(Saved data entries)
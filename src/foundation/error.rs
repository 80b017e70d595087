use std::time::Duration;

/// Convenience result type used across termcanvas.
pub type CanvasResult<T> = Result<T, CanvasError>;

/// Top-level error taxonomy for the control protocol and the render pipeline.
#[derive(thiserror::Error, Debug)]
pub enum CanvasError {
    /// Invalid caller-provided data (ids, dimensions, component props).
    #[error("validation error: {0}")]
    Validation(String),

    /// The canvas socket could not be opened, or failed mid-exchange.
    #[error("connection error: {0}")]
    Connection(String),

    /// No reply and no clean close within the bound.
    #[error("timed out after {}ms waiting for canvas reply", .0.as_millis())]
    Timeout(Duration),

    /// The layout engine or rasterizer rejected the input.
    #[error("render error: {0}")]
    Render(String),

    /// The font asset could not be loaded. Sticky for the process lifetime.
    #[error("font load error: {0}")]
    FontLoad(String),

    /// Errors when serializing or deserializing wire frames and JSON inputs.
    #[error("serialization error: {0}")]
    Serde(String),

    /// Wrapped lower-level error from dependencies or IO.
    #[error(transparent)]
    Other(#[from] anyhow::Error),
}

impl CanvasError {
    /// Build a [`CanvasError::Validation`] value.
    pub fn validation(msg: impl Into<String>) -> Self {
        Self::Validation(msg.into())
    }

    /// Build a [`CanvasError::Connection`] value.
    pub fn connection(msg: impl Into<String>) -> Self {
        Self::Connection(msg.into())
    }

    /// Build a [`CanvasError::Render`] value.
    pub fn render(msg: impl Into<String>) -> Self {
        Self::Render(msg.into())
    }

    /// Build a [`CanvasError::FontLoad`] value.
    pub fn font_load(msg: impl Into<String>) -> Self {
        Self::FontLoad(msg.into())
    }

    /// Build a [`CanvasError::Serde`] value.
    pub fn serde(msg: impl Into<String>) -> Self {
        Self::Serde(msg.into())
    }

    /// `true` for [`CanvasError::Timeout`].
    pub fn is_timeout(&self) -> bool {
        matches!(self, Self::Timeout(_))
    }

    /// `true` for [`CanvasError::Connection`].
    pub fn is_connection(&self) -> bool {
        matches!(self, Self::Connection(_))
    }
}

#[cfg(test)]
#[path = "../../tests/unit/foundation/error.rs"]
mod tests;
use serde_json::json;

use super::*;

fn texts(el: &Element) -> Vec<(String, Style)> {
    let mut out = Vec::new();
    if let Element::Text { style, content } = el {
        out.push((content.clone(), style.clone()));
    }
    for child in el.children() {
        out.extend(texts(child));
    }
    out
}

#[test]
fn default_card_matches_house_style() {
    let card = Card::titled("Status").element();
    let style = card.style();
    assert_eq!(style.flex_direction, FlexDirection::Column);
    assert_eq!(style.padding, Edges::all(24.0));
    assert_eq!(style.border_radius, 12.0);
    assert_eq!(style.border_width, 1.0);
    assert_eq!(style.background, Some(Color::rgb(0x1a, 0x1a, 0x1a)));
    assert_eq!(style.border_color, Some(Color::rgb(0x33, 0x33, 0x33)));
    assert_eq!(style.width, None);

    let t = texts(&card);
    assert_eq!(t.len(), 1);
    assert_eq!(t[0].0, "Status");
    assert_eq!(t[0].1.font_size, Some(24.0));
    assert_eq!(t[0].1.font_weight, Some(600));
    assert_eq!(t[0].1.margin.bottom, 16.0);
}

#[test]
fn description_tightens_title_spacing() {
    let card = Card::titled("Deploy")
        .description("Production rollout")
        .variant(CardVariant::Light)
        .element();
    let t = texts(&card);
    assert_eq!(t[0].1.margin.bottom, 8.0);
    assert_eq!(t[1].0, "Production rollout");
    assert_eq!(t[1].1.font_size, Some(14.0));
    assert_eq!(t[1].1.color, Some(Color::rgb(0x66, 0x66, 0x66)));
    assert_eq!(t[1].1.margin.bottom, 16.0);
    assert_eq!(card.style().background, Some(Color::WHITE));
}

#[test]
fn rows_are_spread_label_value_pairs() {
    let card = Card::titled("Build")
        .row(CardRow::new("Status", "green"))
        .row(CardRow::new("Duration", "42s"))
        .element();
    let content = card.children().last().unwrap();
    assert_eq!(content.style().flex_direction, FlexDirection::Column);
    assert_eq!(content.style().gap, 8.0);
    assert_eq!(content.children().len(), 2);

    let row = &content.children()[0];
    assert_eq!(row.style().justify_content, Some(JustifyContent::SpaceBetween));
    assert_eq!(row.style().align_items, Some(AlignItems::Center));
    let pair = texts(row);
    assert_eq!(pair[0].0, "Status");
    assert_eq!(pair[0].1.color, Some(Color::rgb(0xa0, 0xa0, 0xa0)));
    assert_eq!(pair[1].0, "green");
    assert_eq!(pair[1].1.font_weight, Some(500));
}

#[test]
fn props_accept_numeric_row_values() {
    let card: Card = serde_json::from_value(json!({
        "title": "Usage",
        "variant": "dark",
        "width": 420,
        "rows": [{"label": "Requests", "value": 1200}, {"label": "Region", "value": "eu"}],
    }))
    .unwrap();
    assert_eq!(card.variant, CardVariant::Dark);
    assert_eq!(card.width, Some(420.0));
    assert_eq!(card.padding, DEFAULT_CARD_PADDING);
    assert_eq!(card.rows[0].value, "1200");
    assert_eq!(card.element().style().width, Some(420.0));
}

#[test]
fn props_reject_unknown_variant_and_bad_values() {
    assert!(serde_json::from_value::<Card>(json!({"variant": "neon"})).is_err());
    assert!(
        serde_json::from_value::<Card>(json!({"rows": [{"label": "a", "value": [1]}]})).is_err()
    );
}
pub(crate) mod color;
pub(crate) mod core;
pub(crate) mod error;
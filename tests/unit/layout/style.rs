use super::*;
use serde_json::json;

#[test]
fn style_deserializes_camel_case_with_defaults() {
    let s: Style = serde_json::from_value(json!({
        "flexDirection": "column",
        "justifyContent": "space-between",
        "alignItems": "center",
        "padding": 24,
        "margin": {"bottom": 8},
        "background": "#1a1a1a",
        "fontWeight": 600
    }))
    .unwrap();

    assert_eq!(s.flex_direction, FlexDirection::Column);
    assert_eq!(s.justify_content, Some(JustifyContent::SpaceBetween));
    assert_eq!(s.align_items, Some(AlignItems::Center));
    assert_eq!(s.padding, Edges::all(24.0));
    assert_eq!(s.margin, Edges { bottom: 8.0, ..Edges::default() });
    assert_eq!(s.background, Some(Color::rgb(0x1a, 0x1a, 0x1a)));
    assert_eq!(s.font_weight, Some(600));
    assert_eq!(s.display, Display::Flex);
    assert_eq!(s.gap, 0.0);
}

#[test]
fn unknown_style_attributes_are_rejected() {
    assert!(serde_json::from_value::<Style>(json!({"transform": "rotate(3deg)"})).is_err());
    assert!(serde_json::from_value::<Style>(json!({"padding": {"inline": 3}})).is_err());
    assert!(serde_json::from_value::<Style>(json!({"justifyContent": "stretch"})).is_err());
}

#[test]
fn alignment_aliases_accept_start_and_end() {
    let s: Style = serde_json::from_value(json!({"justifyContent": "end", "alignItems": "start"})).unwrap();
    assert_eq!(s.justify_content, Some(JustifyContent::FlexEnd));
    assert_eq!(s.align_items, Some(AlignItems::FlexStart));
}

#[test]
fn validate_rejects_unresolvable_values() {
    assert!(Style::default().validate().is_ok());
    assert!(Style::default().gap(-1.0).validate().is_err());
    assert!(Style::default().width(f32::NAN).validate().is_err());
    assert!(Style::default().font_size(0.0).validate().is_err());
    assert!(Style::default().font_weight(450).validate().is_err());
    assert!(Style::default().font_weight(1000).validate().is_err());
    assert!(Style::default().opacity(1.5).validate().is_err());
    assert!(
        Style::default()
            .margin(Edges::all(-4.0))
            .validate()
            .is_ok()
    );

    let err = Style::default().font_weight(450).validate().unwrap_err();
    assert!(matches!(err, CanvasError::Render(_)));
}

#[test]
fn text_style_inherits_only_set_attributes() {
    let parent = TextStyle::default().inherit(&Style::default().color(Color::WHITE).font_size(24.0));
    let child = parent.inherit(&Style::default().font_weight(600));
    assert_eq!(child.color, Color::WHITE);
    assert_eq!(child.font_size, 24.0);
    assert_eq!(child.font_weight, 600);

    let root = TextStyle::default();
    assert_eq!(root.font_size, DEFAULT_FONT_SIZE);
    assert_eq!(root.font_weight, DEFAULT_FONT_WEIGHT);
    assert_eq!(root.color, Color::BLACK);
}
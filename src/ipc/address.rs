use std::path::{Path, PathBuf};

use crate::foundation::core::CanvasId;

/// Directory canvases create their control sockets in unless configured otherwise.
pub const DEFAULT_SOCKET_DIR: &str = "/tmp";

/// Filesystem address of one canvas's control socket.
#[derive(Clone, Debug, PartialEq, Eq, Hash)]
pub struct SocketAddress(PathBuf);

impl SocketAddress {
    /// Path of the unix socket.
    pub fn path(&self) -> &Path {
        &self.0
    }
}

impl std::fmt::Display for SocketAddress {
    fn fmt(&self, f: &mut std::fmt::Formatter<'_>) -> std::fmt::Result {
        write!(f, "{}", self.0.display())
    }
}

/// Maps canvas ids to socket addresses.
///
/// Client and server must use the same resolver configuration so both sides agree on the address
/// without any other coordination.
#[derive(Clone, Debug, PartialEq, Eq)]
pub struct SocketResolver {
    dir: PathBuf,
}

impl Default for SocketResolver {
    fn default() -> Self {
        Self::new(DEFAULT_SOCKET_DIR)
    }
}

impl SocketResolver {
    /// Resolver rooted at `dir`.
    pub fn new(dir: impl Into<PathBuf>) -> Self {
        Self { dir: dir.into() }
    }

    /// Socket directory.
    pub fn dir(&self) -> &Path {
        &self.dir
    }

    /// `<dir>/canvas-<id>.sock`. Pure: performs no IO and does not check for a listener.
    pub fn resolve(&self, id: &CanvasId) -> SocketAddress {
        SocketAddress(self.dir.join(format!("canvas-{id}.sock")))
    }
}

/// Resolve `id` against [`DEFAULT_SOCKET_DIR`].
pub fn resolve(id: &CanvasId) -> SocketAddress {
    SocketResolver::default().resolve(id)
}

#[cfg(test)]
#[path = "../../tests/unit/ipc/address.rs"]
mod tests;
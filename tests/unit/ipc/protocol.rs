use super::*;
use serde_json::json;

#[test]
fn commands_use_wire_type_names() {
    let update = Command::Update {
        config: json!({"title": "x"}),
    };
    assert_eq!(
        encode_frame(&update).unwrap(),
        b"{\"type\":\"update\",\"config\":{\"title\":\"x\"}}\n".to_vec()
    );
    assert_eq!(
        encode_frame(&Command::GetSelection).unwrap(),
        b"{\"type\":\"getSelection\"}\n".to_vec()
    );
    assert_eq!(
        encode_frame(&Command::GetContent).unwrap(),
        b"{\"type\":\"getContent\"}\n".to_vec()
    );
}

#[test]
fn decodes_known_replies() {
    let r = decode_reply(b"{\"type\":\"selection\",\"data\":{\"text\":\"hi\"}}\n").unwrap();
    assert_eq!(
        r,
        Reply::Selection {
            data: json!({"text": "hi"})
        }
    );

    let r = decode_reply(b"  {\"type\":\"content\",\"data\":\"body\"}  ").unwrap();
    assert_eq!(r, Reply::Content { data: json!("body") });

    let r = decode_reply(b"{\"type\":\"selection\"}").unwrap();
    assert_eq!(r, Reply::Selection { data: Value::Null });
}

#[test]
fn unknown_type_is_unrecognized_not_an_error() {
    let r = decode_reply(b"{\"type\":\"pong\",\"extra\":1}").unwrap();
    assert_eq!(r, Reply::Unrecognized);
}

#[test]
fn malformed_frames_are_decode_errors() {
    assert!(matches!(
        decode_reply(b"not json"),
        Err(CanvasError::Serde(_))
    ));
    assert!(matches!(decode_reply(b"{\"data\":1}"), Err(CanvasError::Serde(_))));
    assert!(matches!(decode_reply(b"\n"), Err(CanvasError::Serde(_))));
    assert!(matches!(decode_reply(&[0xff, 0xfe]), Err(CanvasError::Serde(_))));
}

#[test]
fn payload_only_for_matching_kind() {
    let sel = Reply::Selection { data: json!([1, 2]) };
    assert_eq!(
        sel.clone().into_payload(ReplyKind::Selection),
        Some(json!([1, 2]))
    );
    assert_eq!(sel.into_payload(ReplyKind::Content), None);
    assert_eq!(Reply::Ack.into_payload(ReplyKind::Selection), None);
    assert_eq!(
        Reply::Content { data: Value::Null }.into_payload(ReplyKind::Content),
        None
    );
}

#[test]
fn commands_decode_back() {
    let cmd = decode_command(b"{\"type\":\"update\",\"config\":{\"a\":1}}\n").unwrap();
    assert_eq!(cmd, Command::Update { config: json!({"a": 1}) });
    assert!(decode_command(b"{\"type\":\"explode\"}").is_err());
}
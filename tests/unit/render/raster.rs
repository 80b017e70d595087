use super::*;
use crate::foundation::color::Color;
use crate::layout::svg::{RectPaint, SvgWriter};

fn red_square_doc() -> VectorDocument {
    let mut w = SvgWriter::new(40, 20);
    w.fill_rect(
        RectPaint {
            x: 0.0,
            y: 0.0,
            w: 20.0,
            h: 20.0,
            radius: 0.0,
        },
        Color::rgb(0xff, 0, 0),
    );
    w.finish()
}

#[test]
fn png_fits_requested_width_and_keeps_aspect() {
    let font = FontAsset::from_raw("Inter", Vec::new());
    let png = ResvgRasterizer
        .rasterize(&red_square_doc(), 80, &font)
        .unwrap();
    assert_eq!(&png[..8], b"\x89PNG\r\n\x1a\n");

    let img = image::load_from_memory(&png).unwrap().to_rgba8();
    assert_eq!(img.dimensions(), (80, 40));
    assert_eq!(img.get_pixel(10, 10).0, [255, 0, 0, 255]);
    assert_eq!(img.get_pixel(70, 10).0[3], 0);
}

#[test]
fn rasterizing_is_deterministic() {
    let font = FontAsset::from_raw("Inter", Vec::new());
    let doc = red_square_doc();
    let a = ResvgRasterizer.rasterize(&doc, 40, &font).unwrap();
    let b = ResvgRasterizer.rasterize(&doc, 40, &font).unwrap();
    assert_eq!(a, b);
}

#[test]
fn raster_size_rejects_degenerate_widths() {
    let size = usvg::Size::from_wh(100.0, 50.0).unwrap();
    assert_eq!(raster_size(size, 200).unwrap(), (200, 100, 2.0));
    assert!(raster_size(size, 0).is_err());
    assert!(raster_size(size, MAX_DIM + 1).is_err());

    let tall = usvg::Size::from_wh(1.0, 1000.0).unwrap();
    assert!(matches!(
        raster_size(tall, 100),
        Err(CanvasError::Render(_))
    ));
}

* _What the exercise asks_
Copy every line of the records above that contains "ReplyKind".

* _Solution to this exercise_
        sel.clone().into_payload(ReplyKind::Selection),
    assert_eq!(sel.into_payload(ReplyKind::Content), None);
    assert_eq!(Reply::Ack.into_payload(ReplyKind::Selection), None);
        Reply::Content { data: Value::Null }.into_payload(ReplyKind::Content),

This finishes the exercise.